Para as Scalabrinianas, o gesto do Lava-pés repete-se diariamente nos vários serviços realizados, mas de modo especial nas fronteiras, nos centros de acolhida e nas periferias do mundo: o ato de inclinar-se, representa a escuta ativa das histórias de dor, medo e esperança de quem deixou tudo para trás; a água que limpa, simboliza o resgate da dignidade humana tantas vezes ferida pela burocracia excludente e pela xenofobia.

A Eucaristia celebrada na abertura do Tríduo convoca a Igreja a ser um corpo que se doa, impulsionando as Scalabrinianas a transformarem a mesa do altar em mesas de partilha e acolhimento para os migrantes e refugiados.

Da Sexta-feira ao Sábado Santo: o calvário das fronteiras

Se na Sexta-feira Santa a Igreja contempla o Cristo crucificado, a ótica scalabriniana nos recorda que a Paixão de Jesus continua viva na carne dos migrantes. O Calvário se atualiza:

• Nas travessias perigosas em mares revoltos ou desertos implacáveis.
• No choro das mães separadas de seus filhos pelas barreiras geopolíticas.
• No silêncio sepulcral do Sábado Santo, que muito se assemelha à angústia do refugiado que vive no limbo, sem pátria, sem documentos e sem perspectiva de futuro.

As Scalabrinianas são chamadas a permanecer como Maria ao pé da cruz, não como meras espectadoras do sofrimento, mas como presença solidária que garante aos que sofrem que eles não estão abandonados.

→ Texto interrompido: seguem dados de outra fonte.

impl<S: FeatureStore + Sync> Evaluator<S> {
    /// Evaluate `flag_key` for `user`, returning a full detail plus any
    /// prerequisite events generated along the way. `default` is returned
    /// verbatim whenever the result is `Reason::Error` (spec.md §7).
    pub async fn evaluate(
        &self,
        flag_key: &str,
        user: &User,
        default: serde_json::Value,
    ) -> EvaluationOutcome {
        if user.key.is_empty() {
            return EvaluationOutcome {
                detail: EvaluationDetail::error(EvalErrorKind::UserNotSpecified, default),
                flag_version: None,
                track_events: false,
                debug_events_until_date: None,
                prerequisite_events: Vec::new(),
            };
        }

        let mut visited = HashSet::new();
        let mut prereq_events = Vec::new();
        let outcome = self
            .eval_flag_by_key(flag_key, user, &default, &mut visited, &mut prereq_events)
            .await;

        EvaluationOutcome {
            detail: outcome.detail,
            flag_version: outcome.flag_version,
            track_events: outcome.track_events,
            debug_events_until_date: outcome.debug_events_until_date,
            prerequisite_events: prereq_events,
        }
    }

    fn eval_flag_by_key<'a>(
        &'a self,
        flag_key: &'a str,
        user: &'a User,
        default: &'a serde_json::Value,
        visited: &'a mut HashSet<String>,
        prereq_events: &'a mut Vec<PrerequisiteEvaluation>,
    ) -> BoxFuture<'a, FlagEvalOutcome> {
        async move {
            let item = match self.store.get(Kind::FEATURES, flag_key).await {
                Ok(Some(item)) => item,
                Ok(None) => {
                    return FlagEvalOutcome {
                        detail: EvaluationDetail::error(EvalErrorKind::FlagNotFound, default.clone()),
                        flag_version: None,
                        track_events: false,
                        debug_events_until_date: None,
                    }
                }
                Err(_) => {
                    return FlagEvalOutcome {
                        detail: EvaluationDetail::error(EvalErrorKind::Exception, default.clone()),
                        flag_version: None,
                        track_events: false,
                        debug_events_until_date: None,
                    }
                }
            };
            let flag: Flag = match item.parse() {
                Ok(f) => f,
                Err(_) => {
                    return FlagEvalOutcome {
                        detail: EvaluationDetail::error(EvalErrorKind::MalformedFlag, default.clone()),
                        flag_version: Some(item.version),
                        track_events: false,
                        debug_events_until_date: None,
                    }
                }
            };
            self.eval_flag(&flag, user, default, visited, prereq_events).await
        }
        .boxed()
    }

    fn eval_flag<'a>(
        &'a self,
        flag: &'a Flag,
        user: &'a User,
        default: &'a serde_json::Value,
        visited: &'a mut HashSet<String>,
        prereq_events: &'a mut Vec<PrerequisiteEvaluation>,
    ) -> BoxFuture<'a, FlagEvalOutcome> {
        async move {
            if !flag.on {
                return self.off_outcome(flag, default);
            }

            if visited.len() >= MAX_PREREQUISITE_DEPTH || !visited.insert(flag.key.clone()) {
                // revisiting a flag already on the current prerequisite
                // path is a cycle; exceeding the depth bound is treated
                // the same way, per spec.md §8 "A prerequisite cycle is
                // detected and returns MALFORMED_FLAG".
                return FlagEvalOutcome {
                    detail: EvaluationDetail::error(EvalErrorKind::MalformedFlag, default.clone()),
                    flag_version: Some(flag.version),
                    track_events: flag.track_events,
                    debug_events_until_date: flag.debug_events_until_date,
                };
            }

            let result = self
                .eval_flag_body(flag, user, default, visited, prereq_events)
                .await;
            visited.remove(&flag.key);
            result
        }
        .boxed()
    }

    fn eval_flag_body<'a>(
        &'a self,
        flag: &'a Flag,
        user: &'a User,
        default: &'a serde_json::Value,
        visited: &'a mut HashSet<String>,
        prereq_events: &'a mut Vec<PrerequisiteEvaluation>,
    ) -> BoxFuture<'a, FlagEvalOutcome> {
        async move {
            for prereq in &flag.prerequisites {
                let prereq_default = serde_json::Value::Null;
                let prereq_outcome = self
                    .eval_flag_by_key(&prereq.key, user, &prereq_default, visited, prereq_events)
                    .await;

                let passed = !matches!(prereq_outcome.detail.reason, Reason::Off)
                    && prereq_outcome.detail.variation_index == Some(prereq.variation);

                prereq_events.push(PrerequisiteEvaluation {
                    flag_key: prereq.key.clone(),
                    flag_version: prereq_outcome.flag_version,
                    variation_index: prereq_outcome.detail.variation_index,
                    value: prereq_outcome.detail.value.clone(),
                    reason: prereq_outcome.detail.reason.clone(),
                    track_events: prereq_outcome.track_events,
                    prerequisite_of: flag.key.clone(),
                });

                if !passed {
                    let detail = self.variation_detail_or_off(
                        flag,
                        default,
                        Reason::PrerequisiteFailed {
                            prerequisite_key: prereq.key.clone(),
                        },
                    );
                    return FlagEvalOutcome {
                        detail,
                        flag_version: Some(flag.version),
                        track_events: flag.track_events,
                        debug_events_until_date: flag.debug_events_until_date,
                    };
                }
            }

            if let Some(variation) = self.matching_target(flag, user) {
                let detail = self.variation_result(flag, variation, Reason::TargetMatch, default);
                return FlagEvalOutcome {
                    detail,
                    flag_version: Some(flag.version),
                    track_events: flag.track_events,
                    debug_events_until_date: flag.debug_events_until_date,
                };
            }

            for (index, rule) in flag.rules.iter().enumerate() {
                match self.rule_matches(rule, user).await {
                    Ok(true) => {
                        let reason = Reason::RuleMatch {
                            rule_index: index,
                            rule_id: rule.id.clone(),
                        };
                        let detail = self.resolve_variation_or_rollout(
                            flag,
                            &rule.variation_or_rollout,
                            user,
                            reason,
                            default,
                        );
                        return FlagEvalOutcome {
                            detail,
                            flag_version: Some(flag.version),
                            track_events: flag.track_events || rule.track_events,
                            debug_events_until_date: flag.debug_events_until_date,
                        };
                    }
                    Ok(false) => continue,
                    Err(kind) => {
                        return FlagEvalOutcome {
                            detail: EvaluationDetail::error(kind, default.clone()),
                            flag_version: Some(flag.version),
                            track_events: flag.track_events,
                            debug_events_until_date: flag.debug_events_until_date,
                        }
                    }
                }
            }

            let detail = self.resolve_variation_or_rollout(
                flag,
                &flag.fallthrough,
                user,
                Reason::Fallthrough,
                default,
            );
            FlagEvalOutcome {
                track_events: flag.track_events || flag.track_events_fallthrough,
                detail,
                flag_version: Some(flag.version),
                debug_events_until_date: flag.debug_events_until_date,
            }
        }
        .boxed()
    }

    fn off_outcome(&self, flag: &Flag, default: &serde_json::Value) -> FlagEvalOutcome {
        let detail = match flag.off_variation {
            Some(index) => self.variation_result(flag, index, Reason::Off, default),
            None => EvaluationDetail {
                value: serde_json::Value::Null,
                variation_index: None,
                reason: Reason::Off,
            },
        };
        FlagEvalOutcome {
            detail,
            flag_version: Some(flag.version),
            track_events: flag.track_events,
            debug_events_until_date: flag.debug_events_until_date,
        }
    }

    /// Resolve the off-variation with a specific non-Off reason — used
    /// for `PREREQUISITE_FAILED`, which still returns the flag's off
    /// value per spec.md §4.1 step 2.
    fn variation_detail_or_off(
        &self,
        flag: &Flag,
        default: &serde_json::Value,
        reason: Reason,
    ) -> EvaluationDetail {
        match flag.off_variation {
            Some(index) => self.variation_result(flag, index, reason, default),
            None => EvaluationDetail {
                value: serde_json::Value::Null,
                variation_index: None,
                reason,
            },
        }
    }

    fn matching_target(&self, flag: &Flag, user: &User) -> Option<usize> {
        flag.targets
            .iter()
            .find(|t| t.values.iter().any(|v| v == &user.key))
            .map(|t| t.variation)
    }

    fn resolve_variation_or_rollout(
        &self,
        flag: &Flag,
        vor: &VariationOrRollout,
        user: &User,
        reason: Reason,
        default: &serde_json::Value,
    ) -> EvaluationDetail {
        let index = if let Some(v) = vor.variation {
            Some(v)
        } else if let Some(rollout) = &vor.rollout {
            self.rollout_variation(flag, rollout, user)
        } else {
            None
        };
        match index {
            Some(index) => self.variation_result(flag, index, reason, default),
            None => EvaluationDetail::error(EvalErrorKind::MalformedFlag, default.clone()),
        }
    }

    fn rollout_variation(&self, flag: &Flag, rollout: &Rollout, user: &User) -> Option<usize> {
        if rollout.variations.is_empty() {
            return None;
        }
        let bucket_value = bucketing::bucket(&flag.key, &flag.salt, user, rollout.bucket_by.as_deref());
        let mut cumulative = 0f64;
        let mut last_variation = None;
        for wv in &rollout.variations {
            cumulative += wv.weight as f64 / 100_000f64;
            last_variation = Some(wv.variation);
            if bucket_value < cumulative {
                return Some(wv.variation);
            }
        }
        // weights summed to < 100_000 (rounding or data error): the last
        // bucket absorbs the overflow, per spec.md §3 invariant.
        last_variation
    }

    fn variation_result(
        &self,
        flag: &Flag,
        index: usize,
        reason: Reason,
        default: &serde_json::Value,
    ) -> EvaluationDetail {
        match flag.variation_value(index) {
            Some(value) => EvaluationDetail {
                value: value.clone(),
                variation_index: Some(index),
                reason,
            },
            None => EvaluationDetail::error(EvalErrorKind::MalformedFlag, default.clone()),
        }
    }

    async fn rule_matches(&self, rule: &crate::model::Rule, user: &User) -> Result<bool, EvalErrorKind> {
        for clause in &rule.clauses {
            if !self.clause_matches(clause, user).await? {
                return Ok(false);
            }
        }
        Ok(true)
    }

    fn clause_matches<'a>(
        &'a self,
        clause: &'a Clause,
        user: &'a User,
    ) -> BoxFuture<'a, Result<bool, EvalErrorKind>> {
        async move {
            if clause.op == Operator::SegmentMatch {
                for value in &clause.values {
                    if let Some(segment_key) = value.as_str() {
                        if self.segment_matches(segment_key, user).await? {
                            return Ok(!clause.negate);
                        }
                    }
                }
                return Ok(clause.negate);
            }

            let attribute_value = match user.attribute(&clause.attribute) {
                Some(v) => v,
                None => return Ok(clause.negate),
            };

            let matched = if let Some(values) = attribute_value.as_array() {
                values
                    .iter()
                    .any(|v| clause.values.iter().any(|literal| operators::matches(clause.op, v, literal)))
            } else {
                clause
                    .values
                    .iter()
                    .any(|literal| operators::matches(clause.op, &attribute_value, literal))
            };
            Ok(matched ^ clause.negate)
        }
        .boxed()
    }

    async fn segment_matches(&self, segment_key: &str, user: &User) -> Result<bool, EvalErrorKind> {
        let item = self
            .store
            .get(Kind::SEGMENTS, segment_key)
            .await
            .map_err(|_| EvalErrorKind::Exception)?;
        let item = match item {
            Some(item) => item,
            None => return Ok(false),
        };
        let segment: Segment = item.parse().map_err(|_| EvalErrorKind::MalformedFlag)?;

        if segment.excluded.contains(&user.key) {
            return Ok(false);
        }
        if segment.included.contains(&user.key) {
            return Ok(true);
        }

        for rule in &segment.rules {
            let mut all_match = true;
            for clause in &rule.clauses {
                if !self.clause_matches(clause, user).await? {
                    all_match = false;
                    break;
                }
            }
            if !all_match {
                continue;
            }
            return Ok(match rule.weight {
                Some(weight) => {
                    let bucket_value =
                        bucketing::bucket(&segment.key, &segment.salt, user, rule.bucket_by.as_deref());
                    bucket_value < (weight as f64 / 100_000f64)
                }
                None => true,
            });
        }
        Ok(false)
    }
}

O Domingo da Ressurreição: A Páscoa como pátria sem fronteiras

O Tríduo Pascal não termina na dor, mas explode na alegria da Ressurreição. A Páscoa é, por excelência, a festa da travessia — a passagem da escravidão para a liberdade, da morte para a vida.

Para o carisma scalabriniano, a ressurreição acontece cada vez que um migrante consegue reconstruir sua vida, quando uma família é reunificada ou quando uma comunidade local abre seus braços para celebrar a diversidade cultural. A Páscoa nos ensina que o Reino de Deus não possui fronteiras e que a verdadeira pátria da humanidade é a fraternidade universal.

Conclusão

A abertura do Tríduo Pascal na perspectiva scalabriniana nos convida a uma profunda conversão. Ela nos desafia a retirar a liturgia de dentro das quatro paredes das igrejas e levá-la para as estradas do mundo. Celebrar a Páscoa com as Irmãs Scalabrinianas é compreender que a hóstia consagrada no altar nos compromete a partir o pão da justiça, do acolhimento e do amor com todos os povos da Terra.